For in vitro cell viability measurement, 3‐(4,5‐dimethylthiazol‐2‐yl)‐2,5‐diphenyl‐2H‐tetrazolium bromide (MTT) assays were performed in the four human lung carcinoma cell lines (GLC‐82, A549, NCI‐H460, and NCI‐H1299), as well as human lung fibroblasts. Twenty‐four hours before treatment, cells were seeded in a 96‐well plate and grown to reach approximately 80% confluence. Cells were infected with recombinant CVB3 at MOI of 6.67 × 10⁻⁶ 6.67 × 10⁻⁵, 6.67 × 10⁻⁴, 6.67 × 10⁻³, 6.67 × 10⁻², 6.67 × 10⁻¹, 6.67 × 10⁰, 6.67 × 10¹, 6.67 × 10²; or exposed to normal saline (NS) or cisplatin (CIS) as the negative and positive controls, respectively.

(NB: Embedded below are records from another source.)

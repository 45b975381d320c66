use crate::core::errors::Result;
use crate::core::models::armored_message::ArmoredMessage;
use crate::core::models::key_material::ArmoredKey;
use crate::core::models::plaintext::PlaintextResult;

/// Port for the OpenPGP library.
///
/// Implementations live in `adapters::pgp` (e.g. RpgpBackend).
/// The core layer only depends on this trait, never on a concrete library.
pub trait PgpBackend: Send + Sync {
    /// A parsed, still locked private key.
    type Key;

    /// A private key whose passphrase has been verified.
    /// Shared read-only between concurrent decrypt calls.
    type UnlockedKey: Send + Sync;

    /// Parse an armored private key block.
    fn read_armored_key(&self, key: &ArmoredKey) -> Result<Self::Key>;

    /// Verify the passphrase and return a key usable for decryption.
    fn unlock_key(&self, key: Self::Key, passphrase: Option<&str>) -> Result<Self::UnlockedKey>;

    /// Decrypt a validated message with an unlocked key.
    fn decrypt(&self, message: &ArmoredMessage, key: &Self::UnlockedKey)
    -> Result<PlaintextResult>;

    /// Encrypt text for an armored public key, returning an armored message.
    /// With a `signer`, the message also carries its signature.
    fn encrypt(
        &self,
        plaintext: &str,
        recipient_armored: &str,
        signer: Option<&Self::UnlockedKey>,
    ) -> Result<String>;

    /// Human-readable name of this backend (e.g. "rpgp").
    fn name(&self) -> &str;
}
use std::io::Cursor;

use pgp::composed::{
    Deserializable, Message, MessageBuilder, SignedPublicKey, SignedPublicSubKey, SignedSecretKey,
};
use pgp::crypto::hash::HashAlgorithm;
use pgp::crypto::sym::SymmetricKeyAlgorithm;
use pgp::types::{Password, PublicKeyTrait};
use rand::thread_rng;
use zeroize::Zeroizing;

use crate::core::errors::{Result, ToolkitError};
use crate::core::models::armored_message::ArmoredMessage;
use crate::core::models::key_material::{ArmoredKey, PRIVATE_KEY_FOOTER};
use crate::core::models::plaintext::{CHUNK_SIZE, PlaintextResult};
use crate::core::traits::pgp_backend::PgpBackend;

/// Encrypted to the key itself when unlocking, to prove the passphrase
/// opens the encryption subkey before any real message is touched.
const UNLOCK_PROBE: &[u8] = b"csirt-pgp unlock probe";

/// OpenPGP backend built on rPGP (pure Rust, no gpg-agent needed).
#[derive(Debug, Default, Clone, Copy)]
pub struct RpgpBackend;

impl RpgpBackend {
    pub fn new() -> Self {
        Self
    }
}

/// A parsed private key together with the passphrase that opens it.
pub struct UnlockedPgpKey {
    secret: SignedSecretKey,
    passphrase: Zeroizing<String>,
}

impl UnlockedPgpKey {
    fn password(&self) -> Password {
        Password::from(self.passphrase.as_str())
    }
}

impl PgpBackend for RpgpBackend {
    type Key = SignedSecretKey;
    type UnlockedKey = UnlockedPgpKey;

    fn read_armored_key(&self, key: &ArmoredKey) -> Result<SignedSecretKey> {
        let text = Zeroizing::new(normalize_key_armor(key.as_str()));
        let (secret, _headers) =
            SignedSecretKey::from_string(&text).map_err(|e| ToolkitError::KeyUnlock {
                reason: format!("cannot parse private key: {e}"),
            })?;
        Ok(secret)
    }

    fn unlock_key(&self, key: SignedSecretKey, passphrase: Option<&str>) -> Result<UnlockedPgpKey> {
        let unlocked = UnlockedPgpKey {
            secret: key,
            passphrase: Zeroizing::new(passphrase.unwrap_or_default().to_string()),
        };

        let public = SignedPublicKey::from(unlocked.secret.clone());
        let subkey = encryption_subkey(&public).ok_or_else(|| ToolkitError::KeyUnlock {
            reason: "private key has no encryption subkey".into(),
        })?;

        let probe = seal(subkey, UNLOCK_PROBE, None, false).map_err(|reason| ToolkitError::KeyUnlock {
            reason: format!("cannot build unlock probe: {reason}"),
        })?;
        let message = Message::from_bytes(&probe[..]).map_err(|e| ToolkitError::KeyUnlock {
            reason: format!("cannot read unlock probe: {e}"),
        })?;
        let opened = message
            .decrypt(&unlocked.password(), &unlocked.secret)
            .map_err(|e| ToolkitError::KeyUnlock {
                reason: format!("wrong passphrase or unusable key: {e}"),
            })
            .and_then(|m| {
                unpack(m).map_err(|reason| ToolkitError::KeyUnlock {
                    reason: format!("wrong passphrase or unusable key: {reason}"),
                })
            })?;

        if opened != UNLOCK_PROBE {
            return Err(ToolkitError::KeyUnlock {
                reason: "unlock probe did not round-trip".into(),
            });
        }
        Ok(unlocked)
    }

    fn decrypt(&self, message: &ArmoredMessage, key: &UnlockedPgpKey) -> Result<PlaintextResult> {
        let armored = message.armor_block().as_bytes();
        let (parsed, _headers) =
            Message::from_armor(Cursor::new(armored)).map_err(|e| ToolkitError::DecryptionFailed {
                reason: format!("cannot parse message: {e}"),
            })?;

        let decrypted = parsed
            .decrypt(&key.password(), &key.secret)
            .map_err(|e| ToolkitError::DecryptionFailed {
                reason: e.to_string(),
            })?;
        let data = unpack(decrypted).map_err(|reason| ToolkitError::DecryptionFailed { reason })?;

        if data.len() <= CHUNK_SIZE {
            return Ok(PlaintextResult::Complete(
                String::from_utf8_lossy(&data).into_owned(),
            ));
        }
        Ok(PlaintextResult::from_reader(Cursor::new(data)))
    }

    fn encrypt(
        &self,
        plaintext: &str,
        recipient_armored: &str,
        signer: Option<&UnlockedPgpKey>,
    ) -> Result<String> {
        let (public, _headers) = SignedPublicKey::from_string(recipient_armored).map_err(|e| {
            ToolkitError::EncryptionFailed {
                reason: format!("cannot parse recipient key: {e}"),
            }
        })?;
        let subkey = encryption_subkey(&public).ok_or_else(|| ToolkitError::EncryptionFailed {
            reason: "recipient key has no encryption subkey".into(),
        })?;

        let armored = seal(subkey, plaintext.as_bytes(), signer, true)
            .map_err(|reason| ToolkitError::EncryptionFailed { reason })?;
        String::from_utf8(armored).map_err(|e| ToolkitError::EncryptionFailed {
            reason: e.to_string(),
        })
    }

    fn name(&self) -> &str {
        "rpgp"
    }
}

fn encryption_subkey(public: &SignedPublicKey) -> Option<&SignedPublicSubKey> {
    public
        .public_subkeys
        .iter()
        .find(|sub| sub.is_encryption_key())
}

/// Encrypt `data` to `recipient`, as armored text or raw packets,
/// optionally signed by the primary key of `signer`.
fn seal(
    recipient: &SignedPublicSubKey,
    data: &[u8],
    signer: Option<&UnlockedPgpKey>,
    armored: bool,
) -> std::result::Result<Vec<u8>, String> {
    let mut builder = MessageBuilder::from_bytes("", data.to_vec())
        .seipd_v1(thread_rng(), SymmetricKeyAlgorithm::AES256);
    builder
        .encrypt_to_key(thread_rng(), recipient)
        .map_err(|e| e.to_string())?;
    if let Some(key) = signer {
        builder.sign(&*key.secret, key.password(), HashAlgorithm::Sha256);
    }

    if armored {
        builder
            .to_armored_string(thread_rng(), Default::default())
            .map(String::into_bytes)
            .map_err(|e| e.to_string())
    } else {
        builder.to_vec(thread_rng()).map_err(|e| e.to_string())
    }
}

fn unpack(mut message: Message) -> std::result::Result<Vec<u8>, String> {
    while message.is_compressed() {
        message = message.decompress().map_err(|e| e.to_string())?;
    }
    message.as_data_vec().map_err(|e| e.to_string())
}

/// Drop blank lines directly before the footer.
///
/// Assembled keys always carry one; the armor reader wants the
/// checksum or last data line right above the footer.
fn normalize_key_armor(text: &str) -> String {
    let lines: Vec<&str> = text.lines().map(str::trim_end).collect();
    let mut kept = Vec::with_capacity(lines.len());

    for (i, line) in lines.iter().enumerate() {
        if line.is_empty()
            && lines[i + 1..]
                .iter()
                .find(|l| !l.is_empty())
                .is_some_and(|next| next.trim() == PRIVATE_KEY_FOOTER)
        {
            continue;
        }
        kept.push(*line);
    }

    let mut normalized = kept.join("\n");
    normalized.push('\n');
    normalized
}
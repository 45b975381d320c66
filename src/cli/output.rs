use colored::Colorize;
use indicatif::{ProgressBar, ProgressStyle};

/// Print a success message.
pub fn success(msg: &str) {
    println!("  {} {}", "✓".green(), msg);
}

/// Print a warning message.
pub fn warning(msg: &str) {
    println!("  {} {}", "⚠".yellow(), msg);
}

/// Print an error message.
pub fn error(msg: &str) {
    eprintln!("  {} {}", "✗".red(), msg);
}

/// Print a header line.
pub fn header(msg: &str) {
    println!("\n{}", msg.bold());
}

/// Print an indented, dimmed detail line under a status line.
pub fn detail(msg: &str) {
    println!("      {}", msg.dimmed());
}

/// A progress bar on stderr, or a hidden one in quiet mode.
pub fn progress_bar(len: u64, quiet: bool) -> ProgressBar {
    if quiet {
        return ProgressBar::hidden();
    }
    let bar = ProgressBar::new(len);
    let style = ProgressStyle::with_template("  {bar:30.cyan/blue} {pos}/{len} {msg}")
        .unwrap_or_else(|_| ProgressStyle::default_bar());
    bar.set_style(style);
    bar
}

/// First `max` characters of `text` on one line, for listings.
pub fn preview(text: &str, max: usize) -> String {
    let flat: String = text
        .chars()
        .map(|c| if c.is_control() { ' ' } else { c })
        .collect();
    let flat = flat.trim();
    if flat.chars().count() <= max {
        flat.to_string()
    } else {
        let cut: String = flat.chars().take(max).collect();
        format!("{cut}…")
    }
}
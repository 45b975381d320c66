use std::path::{Path, PathBuf};
use std::sync::Arc;

use crate::cli::KeyArgs;
use crate::cli::commands::key_helpers;
use crate::cli::output;
use crate::core::errors::{Result, ToolkitError};
use crate::core::models::batch_item::{BatchFile, BatchItem};
use crate::core::models::decryption_record::DecryptionRecord;
use crate::core::services::batch_runner::BatchRunner;

/// Execute the `csirt-pgp batch` command.
///
/// Every file is decrypted concurrently with the one unlocked key. Each
/// success is written to `<out_dir>/<stem>_decrypted.txt` as soon as it
/// settles; failures (a missing or unreadable file included) are reported
/// per file and never stop the others.
pub fn execute(
    files: &[String],
    out_dir: Option<&str>,
    max_size: Option<u64>,
    key: &KeyArgs,
    quiet: bool,
) -> Result<()> {
    let config = key_helpers::load_config()?;
    let mut policy = config.upload.policy();
    if let Some(max) = max_size {
        if max == 0 {
            return Err(ToolkitError::InvalidConfig {
                detail: "--max-size must be greater than 0".into(),
            });
        }
        policy.max_file_size = max;
    }

    let batch: Vec<BatchFile> = files.iter().map(BatchFile::from_path).collect();

    let out_dir = PathBuf::from(out_dir.unwrap_or("."));
    std::fs::create_dir_all(&out_dir)?;

    let decryptor = Arc::new(key_helpers::unlock_decryptor(key, &config)?);
    let runner = BatchRunner::new(decryptor, policy);

    if !quiet {
        output::header(&format!("Decrypting {} file(s)", batch.len()));
    }

    let rt = tokio::runtime::Builder::new_current_thread()
        .enable_all()
        .build()?;

    let bar = output::progress_bar(batch.len() as u64, quiet);
    let mut write_errors: Vec<(usize, ToolkitError)> = Vec::new();

    let items = rt.block_on(runner.decrypt_batch(batch, |index, item| {
        bar.inc(1);
        bar.set_message(item.source_file.clone());
        if let Err(e) = write_output(&out_dir, item) {
            write_errors.push((index, e));
        }
    }));
    bar.finish_and_clear();

    let recorder = key_helpers::history_recorder(&config);
    let mut failed = 0;

    for (index, item) in items.iter().enumerate() {
        let write_error = write_errors.iter().find(|(i, _)| *i == index).map(|(_, e)| e);
        match (&item.result, &item.error, write_error) {
            (Some(plaintext), _, None) => {
                if let Some(input) = &item.input {
                    recorder.record(&DecryptionRecord::file(
                        input.as_str(),
                        plaintext.as_str(),
                        item.source_file.as_str(),
                    ));
                }
                if !quiet {
                    output::success(&format!(
                        "{} → {}",
                        item.source_file,
                        out_dir.join(item.output_filename()).display()
                    ));
                }
            }
            (Some(_), _, Some(e)) => {
                failed += 1;
                output::error(&format!("{}: cannot write output: {e}", item.source_file));
            }
            (None, Some(e), _) => {
                failed += 1;
                output::error(&format!("{}: {e}", item.source_file));
            }
            (None, None, _) => {
                failed += 1;
                output::error(&format!("{}: did not complete", item.source_file));
            }
        }
    }

    tracing::debug!(
        succeeded = items.iter().filter(|i| i.is_success()).count(),
        total = items.len(),
        "batch finished"
    );

    if failed > 0 {
        return Err(ToolkitError::BatchFailed {
            failed,
            total: items.len(),
        });
    }
    if !quiet {
        output::success(&format!("All {} file(s) decrypted", items.len()));
    }
    Ok(())
}

fn write_output(out_dir: &Path, item: &BatchItem) -> Result<()> {
    if let Some(plaintext) = &item.result {
        std::fs::write(out_dir.join(item.output_filename()), plaintext)?;
    }
    Ok(())
}
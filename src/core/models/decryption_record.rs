use serde::{Deserialize, Serialize};

/// Where the decrypted input came from.
#[derive(Debug, Clone, Copy, PartialEq, Eq, Serialize, Deserialize)]
#[serde(rename_all = "snake_case")]
pub enum RecordKind {
    Text,
    File,
}

/// One past decryption, as stored in the history file.
#[derive(Debug, Clone, PartialEq, Serialize, Deserialize)]
pub struct DecryptionRecord {
    pub input: String,
    pub output: String,
    #[serde(rename = "type")]
    pub kind: RecordKind,
    #[serde(default, skip_serializing_if = "Option::is_none")]
    pub filename: Option<String>,
}

impl DecryptionRecord {
    pub fn text(input: impl Into<String>, output: impl Into<String>) -> Self {
        Self {
            input: input.into(),
            output: output.into(),
            kind: RecordKind::Text,
            filename: None,
        }
    }

    pub fn file(
        input: impl Into<String>,
        output: impl Into<String>,
        filename: impl Into<String>,
    ) -> Self {
        Self {
            input: input.into(),
            output: output.into(),
            kind: RecordKind::File,
            filename: Some(filename.into()),
        }
    }
}
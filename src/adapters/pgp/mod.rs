pub mod rpgp_backend;
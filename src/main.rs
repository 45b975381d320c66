mod adapters;
mod cli;
mod config;
mod core;

use clap::Parser;
use tracing_subscriber::EnvFilter;

use cli::{Cli, Commands};

fn main() {
    let args = Cli::parse();
    init_tracing(args.verbose, args.quiet);
    cli::context::init(args.config.as_deref());

    let result = match &args.command {
        Commands::Init => cli::commands::init::execute(),
        Commands::Decrypt {
            file,
            text,
            output,
            key,
        } => cli::commands::decrypt::execute(
            file.as_deref(),
            text.as_deref(),
            output.as_deref(),
            key,
        ),
        Commands::Batch {
            files,
            out_dir,
            max_size,
            key,
        } => cli::commands::batch::execute(files, out_dir.as_deref(), *max_size, key, args.quiet),
        Commands::Encrypt {
            file,
            text,
            recipient,
            output,
            no_sign,
            key,
        } => cli::commands::encrypt::execute(
            file.as_deref(),
            text.as_deref(),
            recipient.as_deref(),
            output.as_deref(),
            (!*no_sign).then_some(key),
        ),
        Commands::History { last } => cli::commands::history::execute(*last),
    };

    if let Err(e) = result {
        cli::output::error(&format!("Error: {e}"));
        std::process::exit(1);
    }
}

/// Diagnostics go to stderr; `RUST_LOG` overrides the flag-derived level.
fn init_tracing(verbose: bool, quiet: bool) {
    let default_level = if verbose {
        "debug"
    } else if quiet {
        "error"
    } else {
        "warn"
    };
    let filter = EnvFilter::try_from_default_env()
        .unwrap_or_else(|_| EnvFilter::new(format!("csirt_pgp={default_level}")));

    tracing_subscriber::fmt()
        .with_env_filter(filter)
        .with_writer(std::io::stderr)
        .with_target(false)
        .init();
}
use std::io::{self, Read};

use crate::core::errors::{Result, ToolkitError};

/// Size of each chunk handed out by [`PlaintextResult::from_reader`].
pub const CHUNK_SIZE: usize = 8 * 1024;

/// A fallible sequence of plaintext byte chunks, in delivery order.
pub type ChunkStream = Box<dyn Iterator<Item = io::Result<Vec<u8>>> + Send>;

/// Plaintext as delivered by a backend: either whole, or in chunks.
pub enum PlaintextResult {
    Complete(String),
    Incremental(ChunkStream),
}

impl PlaintextResult {
    /// Deliver the contents of `reader` as an incremental result.
    pub fn from_reader<R: Read + Send + 'static>(reader: R) -> Self {
        Self::Incremental(Box::new(ReadChunks {
            reader,
            done: false,
        }))
    }

    /// Collapse the result into one string.
    ///
    /// Chunks are decoded as UTF-8 with state carried across chunk
    /// boundaries. Invalid sequences become U+FFFD. A chunk error aborts
    /// with `StreamConsumption`.
    pub fn into_string(self) -> Result<String> {
        match self {
            Self::Complete(text) => Ok(text),
            Self::Incremental(chunks) => {
                let mut decoder = Utf8StreamDecoder::default();
                let mut out = String::new();
                for (index, chunk) in chunks.enumerate() {
                    let chunk = chunk.map_err(|e| ToolkitError::StreamConsumption {
                        reason: format!("chunk {} could not be read: {e}", index + 1),
                    })?;
                    decoder.decode(&chunk, &mut out);
                }
                decoder.finish(&mut out);
                Ok(out)
            }
        }
    }
}

impl std::fmt::Debug for PlaintextResult {
    fn fmt(&self, f: &mut std::fmt::Formatter<'_>) -> std::fmt::Result {
        match self {
            Self::Complete(text) => write!(f, "Complete({} bytes)", text.len()),
            Self::Incremental(_) => write!(f, "Incremental(..)"),
        }
    }
}

/// UTF-8 decoder that keeps an incomplete trailing sequence
/// until the next chunk arrives.
#[derive(Debug, Default)]
pub struct Utf8StreamDecoder {
    pending: Vec<u8>,
}

impl Utf8StreamDecoder {
    /// Decode `chunk`, appending complete characters to `out`.
    pub fn decode(&mut self, chunk: &[u8], out: &mut String) {
        let mut bytes = std::mem::take(&mut self.pending);
        bytes.extend_from_slice(chunk);

        let mut start = 0;
        loop {
            match std::str::from_utf8(&bytes[start..]) {
                Ok(valid) => {
                    out.push_str(valid);
                    break;
                }
                Err(e) => {
                    let end = start + e.valid_up_to();
                    out.push_str(&String::from_utf8_lossy(&bytes[start..end]));
                    match e.error_len() {
                        Some(len) => {
                            out.push(char::REPLACEMENT_CHARACTER);
                            start = end + len;
                        }
                        // Sequence cut by the chunk boundary.
                        None => {
                            self.pending = bytes[end..].to_vec();
                            break;
                        }
                    }
                }
            }
        }
    }

    /// Flush at end of stream. A dangling partial sequence becomes U+FFFD.
    pub fn finish(&mut self, out: &mut String) {
        if !self.pending.is_empty() {
            out.push(char::REPLACEMENT_CHARACTER);
            self.pending.clear();
        }
    }
}

struct ReadChunks<R> {
    reader: R,
    done: bool,
}

impl<R: Read> Iterator for ReadChunks<R> {
    type Item = io::Result<Vec<u8>>;

    fn next(&mut self) -> Option<Self::Item> {
        if self.done {
            return None;
        }
        let mut buf = vec![0u8; CHUNK_SIZE];
        loop {
            match self.reader.read(&mut buf) {
                Ok(0) => {
                    self.done = true;
                    return None;
                }
                Ok(n) => {
                    buf.truncate(n);
                    return Some(Ok(buf));
                }
                Err(e) if e.kind() == io::ErrorKind::Interrupted => continue,
                Err(e) => {
                    self.done = true;
                    return Some(Err(e));
                }
            }
        }
    }
}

After 72 hours, MTT assays were conducted in accordance with the manufacturer's protocol (VWR Life Sciences Amresco, Radnor, PA, USA). Briefly, the cell culture medium was replaced with 200 μL of MTT (0.5 mg/mL) in cell culture medium containing 10% fetal bovine serum, and cells continued to incubate at 37°C for 1 hour. Supernatants in each group were removed, and 200 μL of dimethyl sulfoxide was added in each well to solubilize the MTT dye. Absorbance was read at 570 nm on a microplate reader. Each condition was tested with 6 replicates and all assays were performed in triplicate. A half‐maximal inhibitory concentration (IC₅₀) was calculated in each group. The inhibition rate (IR) was calculated using the following formula: IR = [Absorbance (NS) – Absorbance (CVB3 oncolytic virus)/Absorbance (NS)] × 100%.